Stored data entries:
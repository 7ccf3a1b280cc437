//! Document management
//! Binds an editing buffer to a file: open, save, reload and watch.
//!
//! A reload never edits the table in place. It reads the file and swaps in a
//! freshly built table, discarding history with the old one.

use crate::buffer::Buffer;
use crate::constants::errors;
use crate::constants::ui::NO_NAME;
use crate::error::{EditError, ErrorReporter, ErrorType, Result};
use crate::settings::EditorSettings;
use crate::table::PieceTable;
use std::fs;
use std::io::{self, Write};
use std::path::{Path, PathBuf};
use std::sync::mpsc::Receiver;
use std::time::SystemTime;

pub mod watcher;

pub use watcher::{FileWatcher, WatchEvent};

/// Unique identifier for documents
pub type DocumentId = u64;

#[derive(Debug)]
pub struct Document {
    /// Unique document identifier
    pub id: DocumentId,
    /// Editing state over the text
    pub buffer: Buffer,
    /// File path (None if new/unsaved)
    file_path: Option<PathBuf>,
    /// Modification time of the file when we last read or wrote it
    synced_at: Option<SystemTime>,
    /// Errors from watcher-driven reloads land here
    reporter: ErrorReporter,
}

fn modified_time(path: &Path) -> Option<SystemTime> {
    fs::metadata(path).and_then(|m| m.modified()).ok()
}

fn read_text(path: &Path) -> Result<String> {
    let bytes = fs::read(path)?;
    String::from_utf8(bytes).map_err(|e| {
        EditError::new(
            ErrorType::Io,
            errors::IO_ERROR,
            format!("{} is not valid UTF-8: {}", path.display(), e),
        )
    })
}

impl Document {
    /// Create a new empty document
    #[must_use]
    pub fn new(id: DocumentId, settings: EditorSettings) -> Self {
        Self::from_text(id, "", settings)
    }

    #[must_use]
    pub fn from_text(id: DocumentId, text: &str, settings: EditorSettings) -> Self {
        Document {
            id,
            buffer: Buffer::new(text, settings),
            file_path: None,
            synced_at: None,
            reporter: ErrorReporter::new(),
        }
    }

    /// Load a document from a file; a missing file opens empty with its path set
    pub fn open(id: DocumentId, path: impl AsRef<Path>, settings: EditorSettings) -> Result<Self> {
        let path = path.as_ref();
        let text = match read_text(path) {
            Ok(text) => text,
            Err(err) if !path.exists() => {
                tracing::debug!(path = %path.display(), %err, "opening new file");
                String::new()
            }
            Err(err) => return Err(err),
        };

        let mut doc = Self::from_text(id, &text, settings);
        doc.file_path = Some(path.to_path_buf());
        doc.synced_at = modified_time(path);
        tracing::debug!(id, path = %path.display(), lines = doc.buffer.table().line_count(), "document opened");
        Ok(doc)
    }

    /// Save document to its current path
    pub fn save(&mut self) -> Result<()> {
        let path = self.file_path.clone().ok_or_else(|| {
            EditError::new(ErrorType::Io, errors::NO_PATH, errors::MSG_NO_FILE_NAME)
        })?;
        self.write_to_file(&path)?;
        self.buffer.mark_saved();
        self.synced_at = modified_time(&path);
        Ok(())
    }

    /// Save document to a new path
    pub fn save_as(&mut self, path: impl AsRef<Path>) -> Result<()> {
        let path = path.as_ref();
        self.write_to_file(path)?;
        self.file_path = Some(path.to_path_buf());
        self.buffer.mark_saved();
        self.synced_at = modified_time(path);
        Ok(())
    }

    /// Rebuild the table from disk. Refused while there are unsaved changes.
    pub fn reload(&mut self) -> Result<()> {
        let path = self.file_path.clone().ok_or_else(|| {
            EditError::new(ErrorType::Io, errors::NO_PATH, errors::MSG_NO_FILE_NAME)
        })?;
        if self.is_dirty() {
            return Err(EditError::warning(
                ErrorType::Io,
                errors::RELOAD_CONFLICT,
                errors::MSG_UNSAVED_CHANGES,
            ));
        }

        let text = read_text(&path)?;
        self.buffer.replace_table(PieceTable::new(&text));
        self.synced_at = modified_time(&path);
        tracing::debug!(id = self.id, path = %path.display(), "document reloaded");
        Ok(())
    }

    /// Start a background watcher on this document's file
    pub fn watch(&self) -> Result<(FileWatcher, Receiver<WatchEvent>)> {
        let path = self.file_path.clone().ok_or_else(|| {
            EditError::new(ErrorType::Io, errors::NO_PATH, errors::MSG_NO_FILE_NAME)
        })?;
        FileWatcher::spawn(path).map_err(|e| {
            EditError::new(ErrorType::Io, errors::WATCH_FAILED, format!("{:#}", e))
        })
    }

    /// Drain watcher notifications and apply reloads for this document's file.
    ///
    /// Runs on the thread that owns the document. Returns the number of
    /// reloads applied; failures go to the error reporter.
    pub fn process_watch_events(&mut self, events: &Receiver<WatchEvent>) -> usize {
        let mut reloads = 0;
        for event in events.try_iter() {
            let Some(own) = self.file_path.clone() else {
                continue;
            };
            match event {
                WatchEvent::Changed(path) if path == own => {
                    // Our own save bumps the mtime too
                    if modified_time(&path) == self.synced_at {
                        continue;
                    }
                    let result = self.reload();
                    if self.reporter.absorb(result).is_some() {
                        reloads += 1;
                    }
                }
                WatchEvent::Removed(path) if path == own => {
                    self.reporter.report(EditError::warning(
                        ErrorType::Io,
                        errors::FILE_REMOVED,
                        format!("{} was removed from disk", path.display()),
                    ));
                }
                _ => {}
            }
        }
        reloads
    }

    /// Check if document has unsaved changes
    #[must_use]
    pub fn is_dirty(&self) -> bool {
        self.buffer.is_modified()
    }

    #[must_use]
    pub fn is_empty(&self) -> bool {
        self.buffer.table().is_empty()
    }

    #[must_use]
    pub fn has_path(&self) -> bool {
        self.file_path.is_some()
    }

    pub fn set_path(&mut self, path: impl AsRef<Path>) {
        self.file_path = Some(path.as_ref().to_path_buf());
    }

    #[must_use]
    pub fn path(&self) -> Option<&Path> {
        self.file_path.as_deref()
    }

    /// Get display name for UI (filename or "[No Name]")
    #[must_use]
    pub fn display_name(&self) -> &str {
        self.file_path
            .as_ref()
            .and_then(|p| p.file_name())
            .and_then(|n| n.to_str())
            .unwrap_or(NO_NAME)
    }

    #[must_use]
    pub fn reporter(&self) -> &ErrorReporter {
        &self.reporter
    }

    /// Atomic write to file; the temp file never outlives a failed write
    fn write_to_file(&self, path: &Path) -> io::Result<()> {
        let text = self.buffer.text();

        let parent = path.parent().unwrap_or_else(|| Path::new("."));
        let temp_path = parent.join(format!(
            ".{}.tmp",
            path.file_name().and_then(|n| n.to_str()).unwrap_or("file")
        ));

        let result = fs::File::create(&temp_path)
            .and_then(|mut file| {
                file.write_all(text.as_bytes())?;
                file.sync_all()
            })
            .and_then(|()| fs::rename(&temp_path, path));

        if let Err(err) = &result {
            tracing::warn!(path = %path.display(), %err, "save failed");
            if let Err(cleanup) = fs::remove_file(&temp_path) {
                tracing::debug!(temp = %temp_path.display(), %cleanup, "temp file not removed");
            }
        }
        result
    }
}
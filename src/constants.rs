//! Global constants for linelog

pub mod text {
    /// Separator used to split a document into lines and to join them back
    pub const LINE_SEPARATOR: char = '\n';

    /// Closing partners inserted when an opening bracket is typed
    pub const BRACE_PAIRS: &[(char, char)] = &[('(', ')'), ('[', ']'), ('{', '}')];

    /// Characters treated as word boundaries by word movement
    pub const WORD_BREAKS: &[char] = &[' ', '_', '\t'];
}

pub mod ui {
    /// Display text for documents with no file path
    pub const NO_NAME: &str = "[No Name]";

    /// Lines moved by page up / page down
    pub const PAGE_SCROLL_AMOUNT: usize = 8;

    /// Initial viewport size before the host reports one
    pub const DEFAULT_ROWS: usize = 24;
    pub const DEFAULT_COLS: usize = 80;
}

pub mod defaults {
    pub const TAB_SIZE: usize = 4;
    pub const MAX_TAB_SIZE: usize = 16;
    pub const TABS_ARE_SPACES: bool = true;
    pub const HUNGRY_BACKSPACE: bool = true;
    pub const MATCH_BRACES: bool = true;

    /// Number of reported errors kept by the error reporter
    pub const ERROR_HISTORY: usize = 64;
}

pub mod errors {
    pub const LINE_OUT_OF_RANGE: &str = "LINE_OUT_OF_RANGE";
    pub const MALFORMED_OFFSET: &str = "MALFORMED_OFFSET";
    pub const LINE_BREAK_IN_TEXT: &str = "LINE_BREAK_IN_TEXT";
    pub const IO_ERROR: &str = "IO_ERROR";
    pub const NO_PATH: &str = "NO_PATH";
    pub const RELOAD_CONFLICT: &str = "RELOAD_CONFLICT";
    pub const FILE_REMOVED: &str = "FILE_REMOVED";
    pub const WATCH_FAILED: &str = "WATCH_FAILED";
    pub const SETTING_PARSE_ERROR: &str = "SETTING_PARSE_ERROR";
    pub const SETTING_VALIDATION_ERROR: &str = "SETTING_VALIDATION_ERROR";
    pub const UNKNOWN_SETTING: &str = "UNKNOWN_SETTING";
    pub const GENERIC_ERROR: &str = "GENERIC_ERROR";

    pub const MSG_NO_FILE_NAME: &str = "No file name";
    pub const MSG_UNSAVED_CHANGES: &str = "Buffer has unsaved changes, not reloading";
}
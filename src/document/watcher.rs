//! Background file watching
//!
//! Watches the directory holding a file through the OS notification backend
//! and reports changes to that one file over a channel. Watching the parent
//! directory keeps the watch alive across rename-over saves. The watcher never
//! touches a document; the owning thread drains the channel with
//! [`super::Document::process_watch_events`].

use anyhow::Context;
use notify::{Event, EventKind, RecommendedWatcher, RecursiveMode, Watcher};
use std::fmt;
use std::path::{Path, PathBuf};
use std::sync::mpsc::{self, Receiver, Sender};

/// Message sent from the watcher backend
#[derive(Debug, Clone, PartialEq, Eq)]
pub enum WatchEvent {
    /// The file was written, created or renamed into place
    Changed(PathBuf),
    /// The file no longer exists
    Removed(PathBuf),
}

/// Handle to a running watcher. Dropping it stops the backend.
pub struct FileWatcher {
    path: PathBuf,
    watcher: Option<RecommendedWatcher>,
}

/// Turn a backend event into a document event if it concerns `target`
fn classify(event: &Event, target: &Path, reported: &Path) -> Option<WatchEvent> {
    if !event.paths.iter().any(|p| p == target || p == reported) {
        return None;
    }
    match event.kind {
        EventKind::Any | EventKind::Create(_) | EventKind::Modify(_) | EventKind::Remove(_) => {
            // Renames and removals look alike per event; the disk decides
            if target.exists() {
                Some(WatchEvent::Changed(reported.to_path_buf()))
            } else {
                Some(WatchEvent::Removed(reported.to_path_buf()))
            }
        }
        _ => None,
    }
}

fn forward(
    result: notify::Result<Event>,
    target: &Path,
    reported: &Path,
    tx: &Sender<WatchEvent>,
) {
    match result {
        Ok(event) => {
            if let Some(change) = classify(&event, target, reported) {
                tracing::debug!(?change, kind = ?event.kind, "file watcher event");
                // Receiver gone means nobody listens any more
                let _ = tx.send(change);
            }
        }
        Err(err) => tracing::warn!(%err, path = %reported.display(), "file watcher error"),
    }
}

impl FileWatcher {
    /// Start watching `path`, which must exist
    pub fn spawn(path: impl Into<PathBuf>) -> anyhow::Result<(Self, Receiver<WatchEvent>)> {
        let path = path.into();
        anyhow::ensure!(
            path.exists(),
            "cannot watch {}: file does not exist",
            path.display()
        );

        let name = path
            .file_name()
            .with_context(|| format!("cannot watch {}: no file name", path.display()))?;
        let parent = path
            .parent()
            .filter(|p| !p.as_os_str().is_empty())
            .unwrap_or_else(|| Path::new("."));
        // Backends report canonical paths on some platforms
        let dir = parent
            .canonicalize()
            .with_context(|| format!("cannot resolve {}", parent.display()))?;
        let target = dir.join(name);

        let (tx, rx) = mpsc::channel();
        let reported = path.clone();
        let mut watcher = notify::recommended_watcher(move |res: notify::Result<Event>| {
            forward(res, &target, &reported, &tx);
        })
        .context("failed to create file watcher")?;
        watcher
            .watch(&dir, RecursiveMode::NonRecursive)
            .with_context(|| format!("failed to watch {}", dir.display()))?;

        tracing::debug!(path = %path.display(), "file watcher started");
        Ok((
            FileWatcher {
                path,
                watcher: Some(watcher),
            },
            rx,
        ))
    }

    #[must_use]
    pub fn path(&self) -> &Path {
        &self.path
    }

    #[must_use]
    pub fn is_running(&self) -> bool {
        self.watcher.is_some()
    }

    /// Shut the backend down; no events are sent afterwards
    pub fn stop(&mut self) {
        if self.watcher.take().is_some() {
            tracing::debug!(path = %self.path.display(), "file watcher stopped");
        }
    }
}

impl fmt::Debug for FileWatcher {
    fn fmt(&self, f: &mut fmt::Formatter<'_>) -> fmt::Result {
        f.debug_struct("FileWatcher")
            .field("path", &self.path)
            .field("running", &self.is_running())
            .finish()
    }
}

impl Drop for FileWatcher {
    fn drop(&mut self) {
        self.stop();
    }
}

--- Work request ---
Up to and including the line with "use crate::buffer::Buffer;", output each line of the entries above exactly, starting from the first.

--- Answer box ---
repository 7ccf3a1b280cc437
//! Document management
//! Binds an editing buffer to a file: open, save, reload and watch.
//!
//! A reload never edits the table in place. It reads the file and swaps in a
//! freshly built table, discarding history with the old one.

use crate::buffer::Buffer;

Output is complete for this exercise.